Reaching For The Stars, Vol. 127
Chart Week: June 1, 1985
Song: “Voices Carry” – Til Tuesday
Chart Position: #28, 8th week on the chart. Peaked at #8 the week of July 13.
I am positively giddy as I prepare to write this entry. This song/band/countdown combination checks so many boxes that get me fired up to share music trivia with my readers. Such as:
- A band commonly considered to be a One-Hit Wonder that, in fact, had more than one charting single.
- A band whose very first single was, by far, the biggest hit of their career.
- A single so excellent it has dwarfed all else its composer has done, despite she being one of the greatest songwriters of her generation.
- A song that became a hit largely on the strength of its memorable video.
- A video that featured distinctive, Only In The Eighties hair.
- And a super interesting anecdote about the track shared on this week’s countdown.
Whew, a lot to work with! Let’s break it down. Prepare for numerous footnotes.
1) ’Til Tuesday was not a One-Hit Wonder. Barely. “What About Love” made it to #26 in 1986. Sadly the gorgeous “Coming Up Close” did not reach the Top 40. That’s it, two singles that cracked the pop chart.
2) Obviously, “Voices Carry” was their biggest song. ’Til Tuesday didn’t hang around as long as Crowded House – they broke up in 1990[1] – so the comparison isn’t exact. But TT’s singles trajectory was similar to CH’s, at least in the US. I would tell you Crowded House had about 100 great songs, but only two ever hit the Top 40 here. This was ’Til Tuesday’s “Don’t Dream It’s Over.”
3) Aimee Mann is a talented, prolific, and influential songwriter. She’s been putting out great music almost non-stop since the mid-Eighties. She has scored films, recorded with other artists,[2] written and produced for others, acted in both movies and TV shows, and had her own solid solo career over that span.[3] However, she’s not had a pop hit since 1986. She is the classic example of an artist who has a rich, deep catalog of work that insiders revere, but for one reason or another has never been able to find consistent commercial success.[4]

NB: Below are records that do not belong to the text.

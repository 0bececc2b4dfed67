//! Error types for driver operations.

use std::path::PathBuf;

use thiserror::Error;

use hicann_chip::{AnalogOnHicann, FpgaGlobal, HicannGlobal, HicannOnDnc, Wafer};

use crate::data::Subsystem;

/// Result type alias for driver operations.
pub type Result<T> = std::result::Result<T, DriverError>;

/// Errors that can occur while staging, applying or verifying configuration.
#[derive(Debug, Error)]
pub enum DriverError {
    /// Wafer is not registered in the hardware database.
    #[error("wafer {wafer} not in hardware database")]
    WaferNotFound {
        /// Looked-up wafer.
        wafer: Wafer,
    },

    /// FPGA is not registered in the hardware database.
    #[error("FPGA {fpga} not in hardware database")]
    FpgaNotFound {
        /// Looked-up FPGA.
        fpga: FpgaGlobal,
    },

    /// HICANN is not registered in the hardware database.
    #[error("HICANN {hicann} not in hardware database")]
    HicannNotFound {
        /// Looked-up HICANN.
        hicann: HicannGlobal,
    },

    /// No ADC is registered for the HICANN/analog-channel pair.
    #[error("no ADC registered for {hicann} channel {analog}")]
    AdcNotFound {
        /// Looked-up HICANN.
        hicann: HicannGlobal,
        /// Looked-up analog channel.
        analog: AnalogOnHicann,
    },

    /// The hardware database file is malformed.
    #[error("invalid hardware database: {reason}")]
    InvalidDatabase {
        /// What is wrong with the file.
        reason: String,
    },

    /// A subsystem is read back before it was ever written.
    #[error("{subsystem} of HICANN slot {hicann} was never written")]
    BlockNotWritten {
        /// HICANN slot on the link's reticle.
        hicann: HicannOnDnc,
        /// Subsystem that was requested.
        subsystem: Subsystem,
    },

    /// The link to an FPGA is not open.
    #[error("no open link to {fpga}")]
    NotConnected {
        /// FPGA without a link.
        fpga: FpgaGlobal,
    },

    /// Data transfer over a link failed.
    #[error("transfer failed: {reason}")]
    TransferFailed {
        /// Reason for failure.
        reason: String,
    },

    /// A bring-up subprocess could not be spawned or waited for.
    #[error("bring-up command {command:?} failed: {source}")]
    BringupCommand {
        /// The command that failed.
        command: String,
        /// Underlying I/O error.
        source: std::io::Error,
    },

    /// The defect store could not be read or written.
    #[error("defect store {path}: {reason}")]
    DefectStore {
        /// Store file involved.
        path: PathBuf,
        /// What went wrong.
        reason: String,
    },

    /// I/O error.
    #[error("I/O error: {source}")]
    Io {
        /// Underlying I/O error.
        #[from]
        source: std::io::Error,
    },

    /// YAML (de)serialization error.
    #[error("YAML error: {source}")]
    Yaml {
        /// Underlying serde error.
        #[from]
        source: serde_yaml::Error,
    },
}

impl DriverError {
    /// Create a transfer failed error.
    pub fn transfer_failed(reason: impl Into<String>) -> Self {
        Self::TransferFailed {
            reason: reason.into(),
        }
    }

    /// Create an invalid database error.
    pub fn invalid_database(reason: impl Into<String>) -> Self {
        Self::InvalidDatabase {
            reason: reason.into(),
        }
    }
}
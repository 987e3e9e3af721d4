//! Pore-scale models
//!
//! A pore-scale model computes one or more phase properties from the network
//! and the current phase state. [`Phase::apply_model`](crate::network::Phase::apply_model)
//! runs a model and stores its outputs, so models can be chained: a hydraulic
//! conductance model feeds the dispersion model that reads
//! `throat.hydraulic_conductance`.
//!
//! # Example
//!
//! ```rust
//! use pnm_rs::conductance::{ConduitKeys, GenericConductance, PropertyKeys, TransportRegime};
//! use pnm_rs::network::{Network, Phase};
//!
//! let mut network = Network::new(2, vec![[0, 1]]).unwrap();
//! network.set("pore.area", 1.0).unwrap();
//! network.set("throat.area", 1.0).unwrap();
//! for key in ConduitKeys::default().length_keys() {
//!     network.set(&key, 1.0).unwrap();
//! }
//!
//! let mut phase = Phase::new("air", &network);
//! phase.set("pore.diffusivity", 2.0e-5).unwrap();
//!
//! let regime = TransportRegime::from_tag("diffusion", &PropertyKeys::default(), None).unwrap();
//! let model = GenericConductance::new("throat.diffusive_conductance", regime);
//! phase.apply_model(&network, &model).unwrap();
//!
//! assert!(phase.contains("throat.diffusive_conductance"));
//! ```

use crate::conductance::engine::{compute_directional_weights, evaluate_conduit};
use crate::conductance::keys::ConduitKeys;
use crate::conductance::regime::TransportRegime;
use crate::error::{ConductanceError, ConductanceResult};
use crate::network::{Element, Network, Phase, PropertyData};

/// Property written by power-law conductance models
pub const THROAT_VISCOSITY_EFF: &str = "throat.viscosity_eff";

// =================================================================================================
// Model output
// =================================================================================================

/// Arrays produced by one model run
#[derive(Debug, Clone, Default, PartialEq)]
pub struct ModelOutput {
    /// Throats the outputs are aligned with; `None` means every throat
    pub throats: Option<Vec<usize>>,

    /// `(property name, values)` in storage order
    pub properties: Vec<(String, PropertyData)>,
}

impl ModelOutput {
    pub fn new(throats: Option<Vec<usize>>) -> Self {
        Self {
            throats,
            properties: Vec::new(),
        }
    }

    /// Append an output array
    pub fn with(mut self, name: impl Into<String>, data: impl Into<PropertyData>) -> Self {
        self.properties.push((name.into(), data.into()));
        self
    }

    pub fn get(&self, name: &str) -> Option<&PropertyData> {
        self.properties
            .iter()
            .find(|(propname, _)| propname == name)
            .map(|(_, data)| data)
    }

    /// Number of output arrays
    pub fn len(&self) -> usize {
        self.properties.len()
    }

    pub fn is_empty(&self) -> bool {
        self.properties.is_empty()
    }
}

// =================================================================================================
// Pore-scale model trait
// =================================================================================================

/// Trait for pore-scale models
///
/// # Responsibility
///
/// Computes property arrays from a network and a phase. Does NOT store them:
/// the phase does that in [`Phase::apply_model`].
pub trait PoreScaleModel: Send + Sync {
    /// Name of the model (used in logs)
    fn name(&self) -> &str;

    /// Main property the model writes
    fn propname(&self) -> &str;

    /// Description of the model (optional)
    fn description(&self) -> Option<&str> {
        None
    }

    /// Compute the model outputs
    fn regenerate(&self, network: &Network, phase: &Phase) -> ConductanceResult<ModelOutput>;
}

// =================================================================================================
// Generic conductance
// =================================================================================================

/// Conductance model for any transport regime
///
/// Writes `propname` (a vector for conduit regimes, an `Nt × 2` matrix for
/// convective ones). The power-law regime also writes
/// [`THROAT_VISCOSITY_EFF`].
#[derive(Debug, Clone, PartialEq)]
pub struct GenericConductance {
    propname: String,
    regime: TransportRegime,
    conduit: ConduitKeys,

    /// Target throats (`None` = every throat)
    throats: Option<Vec<usize>>,

    description: Option<String>,
}

impl GenericConductance {
    pub fn new(propname: impl Into<String>, regime: TransportRegime) -> Self {
        Self {
            propname: propname.into(),
            regime,
            conduit: ConduitKeys::default(),
            throats: None,
            description: None,
        }
    }

    /// Restrict the model to a subset of throats
    pub fn with_throats(mut self, throats: Vec<usize>) -> Self {
        self.throats = Some(throats);
        self
    }

    pub fn with_conduit_keys(mut self, conduit: ConduitKeys) -> Self {
        self.conduit = conduit;
        self
    }

    pub fn with_description(mut self, description: impl Into<String>) -> Self {
        self.description = Some(description.into());
        self
    }

    pub fn regime(&self) -> &TransportRegime {
        &self.regime
    }

    pub fn throats(&self) -> Option<&[usize]> {
        self.throats.as_deref()
    }

    /// Check that the output is a throat property and the geometry names are
    /// well formed
    pub fn validate(&self) -> ConductanceResult<()> {
        if Element::of(&self.propname)? != Element::Throat {
            return Err(ConductanceError::InvalidPropertyName(self.propname.clone()));
        }
        self.conduit.validate()
    }
}

impl PoreScaleModel for GenericConductance {
    fn name(&self) -> &str {
        self.regime.transport_type().as_str()
    }

    fn propname(&self) -> &str {
        &self.propname
    }

    fn description(&self) -> Option<&str> {
        self.description.as_deref()
    }

    fn regenerate(&self, network: &Network, phase: &Phase) -> ConductanceResult<ModelOutput> {
        self.validate()?;
        let targets = match &self.throats {
            Some(throats) => throats.clone(),
            None => network.all_throats(),
        };
        let output = ModelOutput::new(self.throats.clone());

        match &self.regime {
            TransportRegime::Conduit(regime) => {
                let evaluation = evaluate_conduit(network, phase, &self.conduit, regime, &targets)?;
                let output = output.with(self.propname.as_str(), evaluation.conductance);
                Ok(match evaluation.throat_viscosity {
                    Some(mu) => output.with(THROAT_VISCOSITY_EFF, mu),
                    None => output,
                })
            }
            TransportRegime::Convective(regime) => {
                let weights = compute_directional_weights(network, phase, &self.conduit, regime, &targets)?;
                Ok(output.with(self.propname.as_str(), weights))
            }
        }
    }
}
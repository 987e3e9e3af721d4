//! Property data types
//!
//! This module provides the container for a single named property: a uniform
//! value shared by every element, one value per element, or one row per
//! element (e.g. directional weights).

use nalgebra::{DMatrix, DVector};
use std::fmt;

/// Property data container
///
/// # Storage Types
///
/// - **Scalar**: uniform value, broadcast to every pore or throat
/// - **Vector**: one value per element
/// - **Matrix**: one row per element (e.g. `Nt × 2` directional weights)
///
/// # Examples
///
/// ```rust
/// use pnm_rs::network::PropertyData;
///
/// let uniform = PropertyData::from_scalar(1.0);
/// assert_eq!(uniform.expand(3).unwrap().len(), 3);
///
/// let diameters = PropertyData::from_vec(vec![1e-5, 2e-5]);
/// assert_eq!(diameters.len(), 2);
/// ```
#[derive(Debug, Clone, PartialEq)]
pub enum PropertyData {
    /// Uniform value
    ///
    /// Use for: constant fluid properties (temperature, viscosity)
    Scalar(f64),

    /// One value per element
    Vector(DVector<f64>),

    /// One row per element
    Matrix(DMatrix<f64>),
}

impl PropertyData {

    // ======================================= constructors =======================================

    /// Create from scalar
    pub fn from_scalar(value: f64) -> Self {
        Self::Scalar(value)
    }

    /// Create from vector
    pub fn from_vec(vector: Vec<f64>) -> Self {
        Self::Vector(DVector::from_vec(vector))
    }

    /// Create from DMatrix
    pub fn from_matrix(matrix: DMatrix<f64>) -> Self {
        Self::Matrix(matrix)
    }

    /// Create uniform vector
    pub fn uniform_vector(size: usize, value: f64) -> Self {
        Self::Vector(DVector::from_element(size, value))
    }

    // ========================================== Queries ==========================================

    /// Check data is scalar
    pub fn is_scalar(&self) -> bool {
        matches!(self, Self::Scalar(_))
    }

    /// Check data is a vector
    pub fn is_vector(&self) -> bool {
        matches!(self, Self::Vector(_))
    }

    /// Check data is a matrix
    pub fn is_matrix(&self) -> bool {
        matches!(self, Self::Matrix(_))
    }

    /// Number of elements the data is laid out for
    ///
    /// Scalars report 1, matrices report their row count.
    pub fn len(&self) -> usize {
        match self {
            PropertyData::Scalar(_) => 1,
            PropertyData::Vector(v) => v.len(),
            PropertyData::Matrix(m) => m.nrows(),
        }
    }

    /// Check emptiness
    pub fn is_empty(&self) -> bool {
        match self {
            PropertyData::Scalar(_) => false,
            _ => self.len() == 0,
        }
    }

    /// Whether the data can be stored for `count` elements
    pub fn fits(&self, count: usize) -> bool {
        match self {
            PropertyData::Scalar(_) => true,
            _ => self.len() == count,
        }
    }

    // ======================================== Extractions ========================================

    /// Try to extract as a DMatrix
    pub fn try_as_matrix(&self) -> Option<&DMatrix<f64>> {
        match self {
            PropertyData::Matrix(value) => Some(value),
            _ => None,
        }
    }

    /// Per-element values for `count` elements
    ///
    /// Scalars are broadcast, vectors are returned as-is when their length
    /// matches. Matrices have no per-element scalar and return `None`.
    pub fn expand(&self, count: usize) -> Option<DVector<f64>> {
        match self {
            PropertyData::Scalar(value) => Some(DVector::from_element(count, *value)),
            PropertyData::Vector(value) if value.len() == count => Some(value.clone()),
            _ => None,
        }
    }
}

impl From<DVector<f64>> for PropertyData {
    fn from(vector: DVector<f64>) -> Self {
        Self::Vector(vector)
    }
}

impl From<DMatrix<f64>> for PropertyData {
    fn from(matrix: DMatrix<f64>) -> Self {
        Self::Matrix(matrix)
    }
}

impl From<f64> for PropertyData {
    fn from(value: f64) -> Self {
        Self::Scalar(value)
    }
}

// ======================== Display ============================

impl fmt::Display for PropertyData {
    fn fmt(&self, f: &mut fmt::Formatter<'_>) -> fmt::Result {
        match self {
            PropertyData::Scalar(value) => write!(f, "Scalar ({})", value),
            PropertyData::Vector(value) => write!(f, "Vector [{}]", value.len()),
            PropertyData::Matrix(value) => write!(f, "Matrix [{} * {}]", value.nrows(), value.ncols()),
        }
    }
}

// ==================== Tests ====================
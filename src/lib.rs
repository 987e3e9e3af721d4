//! pnm-rs: Pore Network Transport Conductances
//!
//! Computes per-conduit transport conductances on a pore network: the
//! coefficients a linear transport solver needs to model flow, diffusion,
//! dispersion and electromigration through a porous medium.
//!
//! # Architecture
//!
//! pnm-rs is built on two core principles:
//!
//! 1. **Separation of Data and Physics**
//!    - The network and phase hold named arrays (what is known)
//!    - Conductance regimes turn them into coefficients (what is computed)
//!
//! 2. **Closed, Typed Regimes**
//!    - Each regime carries only the property names it reads
//!    - Convective regimes produce directional weights through a separate
//!      function, so output shapes cannot be confused
//!
//! # Quick Start
//!
//! ```rust
//! use pnm_rs::prelude::*;
//! use nalgebra::DVector;
//!
//! # fn main() -> Result<(), ConductanceError> {
//! // 1. Network: 3 pores in a row
//! let mut network = Network::new(3, vec![[0, 1], [1, 2]])?;
//! network.set("pore.area", 1.0e-12)?;
//! network.set("throat.area", 2.5e-13)?;
//! for key in ConduitKeys::default().length_keys() {
//!     network.set(&key, 1.0e-6)?;
//! }
//!
//! // 2. Phase: water with a pressure gradient
//! let mut phase = Phase::new("water", &network);
//! phase.set("pore.viscosity", 1.0e-3)?;
//! phase.set("pore.diffusivity", 2.0e-9)?;
//! phase.set("pore.pressure", DVector::from_vec(vec![2.0, 1.0, 0.0]))?;
//!
//! // 3. Hydraulic and diffusive conductances, then dispersion weights
//! let keys = PropertyKeys::default();
//! let hydraulic = GenericConductance::new(
//!     "throat.hydraulic_conductance",
//!     ConduitRegime::flow(&keys.clone().with_diffusivity("pore.viscosity", "throat.viscosity")).into(),
//! );
//! let diffusive = GenericConductance::new(
//!     "throat.diffusive_conductance",
//!     TransportRegime::from_tag("diffusion", &keys, None)?,
//! );
//! let dispersion = GenericConductance::new(
//!     "throat.ad_dif_conductance",
//!     TransportRegime::from_tag("dispersion", &keys, Some("powerlaw"))?,
//! );
//! for model in [&hydraulic, &diffusive, &dispersion] {
//!     phase.apply_model(&network, model)?;
//! }
//!
//! assert!(phase.contains("throat.ad_dif_conductance"));
//! # Ok(())
//! # }
//! ```
//!
//! # Modules
//!
//! - [`network`]: Network, phase and property storage
//! - [`conductance`]: Regimes, schemes and the conductance engine
//! - [`error`]: Error type shared by every fallible operation
//! - [`execution`]: Parallel execution threshold

pub mod conductance;
pub mod error;
pub mod execution;
pub mod network;

pub mod prelude {
    //! Convenient imports for common usage
    //!
    //! ```rust
    //! use pnm_rs::prelude::*;
    //! ```
    pub use crate::conductance::{
        compute, compute_conductance, compute_directional_weights, Conductance, ConduitKeys,
        ConduitRegime, ConvectiveRegime, DiscretizationScheme, GenericConductance, PoreScaleModel,
        PropertyKeys, TransportRegime,
    };
    pub use crate::error::{ConductanceError, ConductanceResult};
    pub use crate::network::{Network, Phase, PropertyData};
}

4) The tense, cinematic video for “Voice Carry” stood out from other pieces MTV was playing in the spring and summer of ’85. For starters, it was one of the rare videos that had dialogue in its midst to assist in building a story. It also had memorable visuals that established the conflict in the relationship. This wasn’t a generic couple drifting apart; it was a bohemian musician with striking looks dating a materialistic Yuppie. He wants her to jettison her dreams of being in a band so he can control her. Beyond his clothes and hair, this dude genuinely seems like a jerk. And maybe a rapist??? [5] The dramatic ending, when Mann rises from her seat in Carnegie Hall and begins singing, was a perfect match for the climax of the song. This is a tight, flawless piece of video art. The video alone is a 10/10.
5) Aimee Mann’s hair? Come on. It might not have been Flock of Seagulls level, but it was flamboyant and memorable. That rat-tail braid! I guarantee we were talking about it in my Little League dugout. I bet moms and grandmothers all over the country complained about how that “pretty girl on the music channel butchered her hair, and what was she thinking?”
6) And finally a story I learned while listening to this countdown.[6] Because Mann had been in a relationship with bandmate Michael Hausman, most people assumed “Voices Carry” was about their split.[7] Mann admitted she drew from elements in her life, but most of the track was modeled on a girlfriend’s romantic troubles.
Mann wrote about her pal’s breakup from the perspective of the ex-boyfriend. This was a problem. Many people who heard early demos assumed she was singing as Aimee Mann and about something she had experienced personally, not in the third person as a man. More directly, they thought Mann was singing about being in love with another woman. In 1985. Time to clutch some pearls!
Epic Records was not comfortable with this at all, assuming listeners in Middle America would never buy a record that could be interpreted as referencing a lesbian couple. Or, more likely, worried about an outcry from people who would never purchase it in the first place. Sigh. Mann adjusted her words so that the narrator’s voice was more obviously female.[8]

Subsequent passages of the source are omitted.